→ **Work to be completed**: Write out the entries below exactly, from the first line to the one with "Server error types", both ends included.

Start of Provided records

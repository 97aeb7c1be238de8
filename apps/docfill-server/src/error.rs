//! Error types for the docfill server

use axum::{
    http::StatusCode,
    response::{IntoResponse, Response},
    Json,
};
use docfill_core::DocfillError;
use serde::Serialize;
use thiserror::Error;

/// Server error types
#[derive(Error, Debug)]
pub enum ServerError {
    #[error("Invalid request: {0}")]
    InvalidRequest(String),

    #[error("Missing multipart field: {0}")]
    MissingField(&'static str),

    #[error("Unsupported file type: {0}")]
    Unsupported(String),

    #[error("No key: value pairs found in the base document")]
    NoValues,

    #[error("Unavailable: {0}")]
    Unavailable(String),

    #[error("Document error: {0}")]
    Document(String),

    #[error("Internal error: {0}")]
    Internal(String),
}

/// Error response body
#[derive(Serialize)]
struct ErrorResponse {
    success: bool,
    error: String,
    code: String,
}

impl ServerError {
    fn status_and_code(&self) -> (StatusCode, &'static str) {
        match self {
            ServerError::InvalidRequest(_) => (StatusCode::BAD_REQUEST, "INVALID_REQUEST"),
            ServerError::MissingField(_) => (StatusCode::BAD_REQUEST, "MISSING_FIELD"),
            ServerError::Unsupported(_) => (StatusCode::UNSUPPORTED_MEDIA_TYPE, "UNSUPPORTED_FORMAT"),
            ServerError::NoValues => (StatusCode::UNPROCESSABLE_ENTITY, "NO_VALUES"),
            ServerError::Unavailable(_) => (StatusCode::SERVICE_UNAVAILABLE, "MISSING_DEPENDENCY"),
            ServerError::Document(_) => (StatusCode::UNPROCESSABLE_ENTITY, "DOCUMENT_ERROR"),
            ServerError::Internal(_) => (StatusCode::INTERNAL_SERVER_ERROR, "INTERNAL_ERROR"),
        }
    }
}

impl IntoResponse for ServerError {
    fn into_response(self) -> Response {
        let (status, code) = self.status_and_code();
        if status.is_server_error() {
            tracing::error!("{}", self);
        }

        let body = ErrorResponse {
            success: false,
            error: self.to_string(),
            code: code.to_string(),
        };

        (status, Json(body)).into_response()
    }
}

impl From<DocfillError> for ServerError {
    fn from(err: DocfillError) -> Self {
        match err {
            DocfillError::UnsupportedFormat(tag) => ServerError::Unsupported(tag),
            DocfillError::MissingDependency(_) => ServerError::Unavailable(err.to_string()),
            DocfillError::ReadError(msg) => ServerError::Document(msg),
            DocfillError::WriteError(msg) => ServerError::Internal(msg),
        }
    }
}
//! In-memory DOCX builder for tests
//!
//! Produces the smallest package Word accepts: content types, package
//! relationships, the main document and optional default header/footer.

use std::io::{Cursor, Read, Write};

use quick_xml::escape::escape;
use zip::write::SimpleFileOptions;
use zip::{CompressionMethod, ZipArchive, ZipWriter};

const NAMESPACES: &str = r#"xmlns:w="http://schemas.openxmlformats.org/wordprocessingml/2006/main" xmlns:r="http://schemas.openxmlformats.org/officeDocument/2006/relationships""#;
const REL_BASE: &str = "http://schemas.openxmlformats.org/officeDocument/2006/relationships";

#[derive(Debug, Clone, Default)]
pub struct DocxBuilder {
    body: Vec<String>,
    header: Option<String>,
    footer: Option<String>,
}

impl DocxBuilder {
    pub fn new() -> Self {
        Self::default()
    }

    /// Body paragraph with a single run
    pub fn paragraph(self, text: &str) -> Self {
        self.runs(&[text])
    }

    /// Body paragraph with one run per entry
    pub fn runs(mut self, runs: &[&str]) -> Self {
        self.body.push(paragraph_xml(runs));
        self
    }

    /// Body table, one inner vector per row
    pub fn table(mut self, rows: Vec<Vec<&str>>) -> Self {
        let cols = rows.iter().map(Vec::len).max().unwrap_or(0);
        let mut xml = String::from("<w:tbl><w:tblPr/><w:tblGrid>");
        for _ in 0..cols {
            xml.push_str("<w:gridCol/>");
        }
        xml.push_str("</w:tblGrid>");
        for row in rows {
            xml.push_str("<w:tr>");
            for cell in row {
                xml.push_str("<w:tc>");
                xml.push_str(&paragraph_xml(&[cell]));
                xml.push_str("</w:tc>");
            }
            xml.push_str("</w:tr>");
        }
        xml.push_str("</w:tbl>");
        self.body.push(xml);
        self
    }

    /// Verbatim WordprocessingML appended to the body
    pub fn raw_body(mut self, xml: &str) -> Self {
        self.body.push(xml.to_string());
        self
    }

    /// Default header (relationship id `rIdHeader1`)
    pub fn header(mut self, text: &str) -> Self {
        self.header = Some(text.to_string());
        self
    }

    /// Default footer (relationship id `rIdFooter1`)
    pub fn footer(mut self, text: &str) -> Self {
        self.footer = Some(text.to_string());
        self
    }

    pub fn build(&self) -> Vec<u8> {
        let mut writer = ZipWriter::new(Cursor::new(Vec::new()));
        let options = SimpleFileOptions::default().compression_method(CompressionMethod::Deflated);

        let mut add = |name: &str, content: &str| {
            writer.start_file(name, options).unwrap();
            writer.write_all(content.as_bytes()).unwrap();
        };

        add("[Content_Types].xml", &self.content_types());
        add(
            "_rels/.rels",
            &relationships(&[("rId1", "officeDocument", "word/document.xml")]),
        );
        add("word/document.xml", &self.document());
        add("word/_rels/document.xml.rels", &self.document_rels());
        if let Some(text) = &self.header {
            add("word/header1.xml", &story_xml("hdr", text));
        }
        if let Some(text) = &self.footer {
            add("word/footer1.xml", &story_xml("ftr", text));
        }

        writer.finish().unwrap().into_inner()
    }

    /// Raw bytes of a part of a built (or filled) package
    pub fn part(docx: &[u8], name: &str) -> Option<Vec<u8>> {
        let mut archive = ZipArchive::new(Cursor::new(docx)).ok()?;
        let mut file = archive.by_name(name).ok()?;
        let mut data = Vec::new();
        file.read_to_end(&mut data).ok()?;
        Some(data)
    }

    /// The main document XML of a package, as a string
    pub fn document_xml(docx: &[u8]) -> String {
        Self::part(docx, "word/document.xml")
            .map(|data| String::from_utf8_lossy(&data).into_owned())
            .unwrap_or_default()
    }

    fn content_types(&self) -> String {
        let mut xml = String::from(
            r#"<?xml version="1.0" encoding="UTF-8" standalone="yes"?>
<Types xmlns="http://schemas.openxmlformats.org/package/2006/content-types"><Default Extension="rels" ContentType="application/vnd.openxmlformats-package.relationships+xml"/><Default Extension="xml" ContentType="application/xml"/><Override PartName="/word/document.xml" ContentType="application/vnd.openxmlformats-officedocument.wordprocessingml.document.main+xml"/>"#,
        );
        if self.header.is_some() {
            xml.push_str(r#"<Override PartName="/word/header1.xml" ContentType="application/vnd.openxmlformats-officedocument.wordprocessingml.header+xml"/>"#);
        }
        if self.footer.is_some() {
            xml.push_str(r#"<Override PartName="/word/footer1.xml" ContentType="application/vnd.openxmlformats-officedocument.wordprocessingml.footer+xml"/>"#);
        }
        xml.push_str("</Types>");
        xml
    }

    fn document(&self) -> String {
        let mut sect = String::from("<w:sectPr>");
        if self.header.is_some() {
            sect.push_str(r#"<w:headerReference w:type="default" r:id="rIdHeader1"/>"#);
        }
        if self.footer.is_some() {
            sect.push_str(r#"<w:footerReference w:type="default" r:id="rIdFooter1"/>"#);
        }
        sect.push_str(r#"<w:pgSz w:w="11906" w:h="16838"/></w:sectPr>"#);

        format!(
            r#"<?xml version="1.0" encoding="UTF-8" standalone="yes"?>
<w:document {NAMESPACES}><w:body>{}{sect}</w:body></w:document>"#,
            self.body.concat()
        )
    }

    fn document_rels(&self) -> String {
        let mut rels = Vec::new();
        if self.header.is_some() {
            rels.push(("rIdHeader1", "header", "header1.xml"));
        }
        if self.footer.is_some() {
            rels.push(("rIdFooter1", "footer", "footer1.xml"));
        }
        relationships(&rels)
    }
}

fn paragraph_xml(runs: &[&str]) -> String {
    let mut xml = String::from("<w:p>");
    for run in runs {
        xml.push_str(r#"<w:r><w:t xml:space="preserve">"#);
        xml.push_str(&escape(*run));
        xml.push_str("</w:t></w:r>");
    }
    xml.push_str("</w:p>");
    xml
}

fn story_xml(root: &str, text: &str) -> String {
    format!(
        r#"<?xml version="1.0" encoding="UTF-8" standalone="yes"?>
<w:{root} {NAMESPACES}>{}</w:{root}>"#,
        paragraph_xml(&[text])
    )
}

fn relationships(rels: &[(&str, &str, &str)]) -> String {
    let mut xml = String::from(
        r#"<?xml version="1.0" encoding="UTF-8" standalone="yes"?>
<Relationships xmlns="http://schemas.openxmlformats.org/package/2006/relationships">"#,
    );
    for (id, kind, target) in rels {
        xml.push_str(&format!(
            r#"<Relationship Id="{id}" Type="{REL_BASE}/{kind}" Target="{target}"/>"#
        ));
    }
    xml.push_str("</Relationships>");
    xml
}
//! Minimal mutable XML tree over quick-xml events
//!
//! Start tags and text nodes keep their original (escaped) bytes, so a part
//! that is parsed and written back without edits only changes in insignificant
//! ways (self-closing tags stay self-closing, attribute quoting is kept).

use std::borrow::Cow;

use quick_xml::events::{BytesStart, BytesText, Event};
use quick_xml::{Reader, Writer};

use crate::error::DocfillError;

#[derive(Debug, Clone)]
pub enum XmlNode {
    Element(XmlElement),
    Text(BytesText<'static>),
    /// Comments, CDATA, processing instructions
    Other(Event<'static>),
}

#[derive(Debug, Clone)]
pub struct XmlElement {
    start: BytesStart<'static>,
    children: Vec<XmlNode>,
    self_closing: bool,
}

impl XmlElement {
    /// New element with a qualified name such as `w:r`
    pub fn new(qualified_name: impl Into<String>) -> Self {
        Self {
            start: BytesStart::new(qualified_name.into()),
            children: Vec::new(),
            self_closing: true,
        }
    }

    fn from_start(start: BytesStart<'static>, self_closing: bool) -> Self {
        Self {
            start,
            children: Vec::new(),
            self_closing,
        }
    }

    /// Local name without namespace prefix
    pub fn local_name(&self) -> &[u8] {
        self.start.local_name().into_inner()
    }

    pub fn is(&self, local_name: &[u8]) -> bool {
        self.local_name() == local_name
    }

    /// Namespace prefix of the element, e.g. `w` for `w:p`
    pub fn prefix(&self) -> Option<String> {
        self.start
            .name()
            .prefix()
            .map(|p| String::from_utf8_lossy(p.into_inner()).into_owned())
    }

    /// Qualified name for a sibling element sharing this element's prefix
    pub fn sibling_name(&self, local_name: &str) -> String {
        match self.prefix() {
            Some(prefix) => format!("{prefix}:{local_name}"),
            None => local_name.to_string(),
        }
    }

    /// Unescaped value of the first attribute whose local name matches
    pub fn attribute(&self, local_name: &[u8]) -> Option<String> {
        self.start
            .attributes()
            .flatten()
            .find(|attr| attr.key.local_name().as_ref() == local_name)
            .and_then(|attr| attr.unescape_value().ok().map(Cow::into_owned))
    }

    pub fn push_attribute(&mut self, key: &str, value: &str) {
        self.start.push_attribute((key, value));
    }

    pub fn children(&self) -> &[XmlNode] {
        &self.children
    }

    pub fn children_mut(&mut self) -> &mut Vec<XmlNode> {
        &mut self.children
    }

    pub fn push_child(&mut self, node: XmlNode) {
        self.children.push(node);
    }

    pub fn push_element(&mut self, element: XmlElement) {
        self.children.push(XmlNode::Element(element));
    }

    /// Append an escaped text node
    pub fn push_text(&mut self, text: &str) {
        self.children
            .push(XmlNode::Text(BytesText::new(text).into_owned()));
    }

    pub fn child_elements(&self) -> impl Iterator<Item = &XmlElement> {
        self.children.iter().filter_map(|node| match node {
            XmlNode::Element(el) => Some(el),
            _ => None,
        })
    }

    pub fn child_elements_mut(&mut self) -> impl Iterator<Item = &mut XmlElement> {
        self.children.iter_mut().filter_map(|node| match node {
            XmlNode::Element(el) => Some(el),
            _ => None,
        })
    }

    /// Direct children with the given local name
    pub fn children_named<'a>(
        &'a self,
        local_name: &'a [u8],
    ) -> impl Iterator<Item = &'a XmlElement> + 'a {
        self.child_elements().filter(move |el| el.is(local_name))
    }

    pub fn child(&self, local_name: &[u8]) -> Option<&XmlElement> {
        self.child_elements().find(|el| el.is(local_name))
    }

    pub fn child_mut(&mut self, local_name: &[u8]) -> Option<&mut XmlElement> {
        self.child_elements_mut().find(|el| el.is(local_name))
    }

    /// Unescaped concatenation of the direct text children
    pub fn text(&self) -> String {
        let mut out = String::new();
        for node in &self.children {
            match node {
                XmlNode::Text(text) => match text.unescape() {
                    Ok(s) => out.push_str(&s),
                    Err(_) => out.push_str(&String::from_utf8_lossy(text)),
                },
                XmlNode::Other(Event::CData(data)) => {
                    out.push_str(&String::from_utf8_lossy(data));
                }
                _ => {}
            }
        }
        out
    }

    fn write<W: std::io::Write>(&self, writer: &mut Writer<W>) -> Result<(), quick_xml::Error> {
        if self.self_closing && self.children.is_empty() {
            return writer.write_event(Event::Empty(self.start.clone()));
        }

        writer.write_event(Event::Start(self.start.clone()))?;
        for child in &self.children {
            match child {
                XmlNode::Element(el) => el.write(writer)?,
                XmlNode::Text(text) => writer.write_event(Event::Text(text.clone()))?,
                XmlNode::Other(event) => writer.write_event(event.clone())?,
            }
        }
        writer.write_event(Event::End(self.start.to_end()))
    }
}

/// A parsed XML part: prolog (declaration, comments), root element, trailer
#[derive(Debug, Clone)]
pub struct XmlTree {
    prolog: Vec<Event<'static>>,
    root: XmlElement,
    epilog: Vec<Event<'static>>,
}

impl XmlTree {
    pub fn parse(bytes: &[u8]) -> Result<Self, DocfillError> {
        let mut reader = Reader::from_reader(bytes);
        let mut buf = Vec::new();

        let mut prolog = Vec::new();
        let mut epilog = Vec::new();
        let mut stack: Vec<XmlElement> = Vec::new();
        let mut root: Option<XmlElement> = None;

        loop {
            let event = reader
                .read_event_into(&mut buf)
                .map_err(|e| {
                    DocfillError::ReadError(format!(
                        "Malformed XML at byte {}: {}",
                        reader.buffer_position(),
                        e
                    ))
                })?
                .into_owned();

            match event {
                Event::Start(start) => stack.push(XmlElement::from_start(start, false)),
                Event::Empty(start) => {
                    let element = XmlElement::from_start(start, true);
                    match stack.last_mut() {
                        Some(parent) => parent.push_element(element),
                        None if root.is_none() => root = Some(element),
                        None => return Err(multiple_roots()),
                    }
                }
                Event::End(_) => {
                    let element = stack.pop().ok_or_else(|| {
                        DocfillError::ReadError("Unbalanced closing tag".to_string())
                    })?;
                    match stack.last_mut() {
                        Some(parent) => parent.push_element(element),
                        None if root.is_none() => root = Some(element),
                        None => return Err(multiple_roots()),
                    }
                }
                Event::Text(text) => {
                    // Whitespace outside the root carries nothing
                    if let Some(parent) = stack.last_mut() {
                        parent.push_child(XmlNode::Text(text));
                    }
                }
                Event::Eof => break,
                other => match stack.last_mut() {
                    Some(parent) => parent.push_child(XmlNode::Other(other)),
                    None if root.is_none() => prolog.push(other),
                    None => epilog.push(other),
                },
            }
            buf.clear();
        }

        if !stack.is_empty() {
            return Err(DocfillError::ReadError(
                "Unexpected end of XML: unclosed elements".to_string(),
            ));
        }

        let root = root.ok_or_else(|| DocfillError::ReadError("XML part has no root".to_string()))?;
        Ok(Self {
            prolog,
            root,
            epilog,
        })
    }

    pub fn root(&self) -> &XmlElement {
        &self.root
    }

    pub fn root_mut(&mut self) -> &mut XmlElement {
        &mut self.root
    }

    pub fn to_bytes(&self) -> Result<Vec<u8>, DocfillError> {
        let mut writer = Writer::new(Vec::new());
        self.write_all(&mut writer)
            .map_err(|e| DocfillError::WriteError(format!("XML serialization failed: {}", e)))?;
        Ok(writer.into_inner())
    }

    fn write_all(&self, writer: &mut Writer<Vec<u8>>) -> Result<(), quick_xml::Error> {
        for event in &self.prolog {
            writer.write_event(event.clone())?;
            if matches!(event, Event::Decl(_)) {
                writer.get_mut().extend_from_slice(b"\r\n");
            }
        }
        self.root.write(writer)?;
        for event in &self.epilog {
            writer.write_event(event.clone())?;
        }
        Ok(())
    }
}

fn multiple_roots() -> DocfillError {
    DocfillError::ReadError("XML part has more than one root element".to_string())
}

#[cfg(test)]
mod tests {
    use super::*;
    use pretty_assertions::assert_eq;

    const SAMPLE: &str = r#"<?xml version="1.0" encoding="UTF-8" standalone="yes"?>
<w:document xmlns:w="http://schemas.openxmlformats.org/wordprocessingml/2006/main"><w:body><w:p><w:r><w:t xml:space="preserve">Tom &amp; Jerry </w:t></w:r></w:p><w:sectPr/></w:body></w:document>"#;

    #[test]
    fn test_parse_and_navigate() {
        let tree = XmlTree::parse(SAMPLE.as_bytes()).unwrap();
        assert!(tree.root().is(b"document"));
        let body = tree.root().child(b"body").unwrap();
        let p = body.child(b"p").unwrap();
        let t = p.child(b"r").unwrap().child(b"t").unwrap();
        assert_eq!(t.text(), "Tom & Jerry ");
        assert_eq!(t.attribute(b"space").as_deref(), Some("preserve"));
        assert_eq!(p.prefix().as_deref(), Some("w"));
        assert_eq!(p.sibling_name("r"), "w:r");
    }

    #[test]
    fn test_round_trip_keeps_content() {
        let tree = XmlTree::parse(SAMPLE.as_bytes()).unwrap();
        let bytes = tree.to_bytes().unwrap();
        let text = String::from_utf8(bytes).unwrap();
        assert!(text.starts_with("<?xml version=\"1.0\""));
        assert!(text.contains("<w:t xml:space=\"preserve\">Tom &amp; Jerry </w:t>"));
        assert!(text.contains("<w:sectPr/>"));

        let reparsed = XmlTree::parse(text.as_bytes()).unwrap();
        assert!(reparsed.root().child(b"body").is_some());
    }

    #[test]
    fn test_push_text_escapes() {
        let mut el = XmlElement::new("w:t");
        el.push_text("<a & b>");
        let tree = XmlTree {
            prolog: Vec::new(),
            root: el,
            epilog: Vec::new(),
        };
        let text = String::from_utf8(tree.to_bytes().unwrap()).unwrap();
        assert_eq!(text, "<w:t>&lt;a &amp; b&gt;</w:t>");
        assert_eq!(tree.root().text(), "<a & b>");
    }

    #[test]
    fn test_malformed_xml_is_read_error() {
        let err = XmlTree::parse(b"<w:document><w:body></w:document>").unwrap_err();
        assert!(matches!(err, DocfillError::ReadError(_)));
    }

    #[test]
    fn test_empty_input_is_read_error() {
        assert!(XmlTree::parse(b"").is_err());
    }
}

End of Provided records

→ **Solved exercise**:
repository 97aeb7c1be238de8
filename apps/docfill-server/src/error.rs
//! Error types for the docfill server

use axum::{
    http::StatusCode,
    response::{IntoResponse, Response},
    Json,
};
use docfill_core::DocfillError;
use serde::Serialize;
use thiserror::Error;

/// Server error types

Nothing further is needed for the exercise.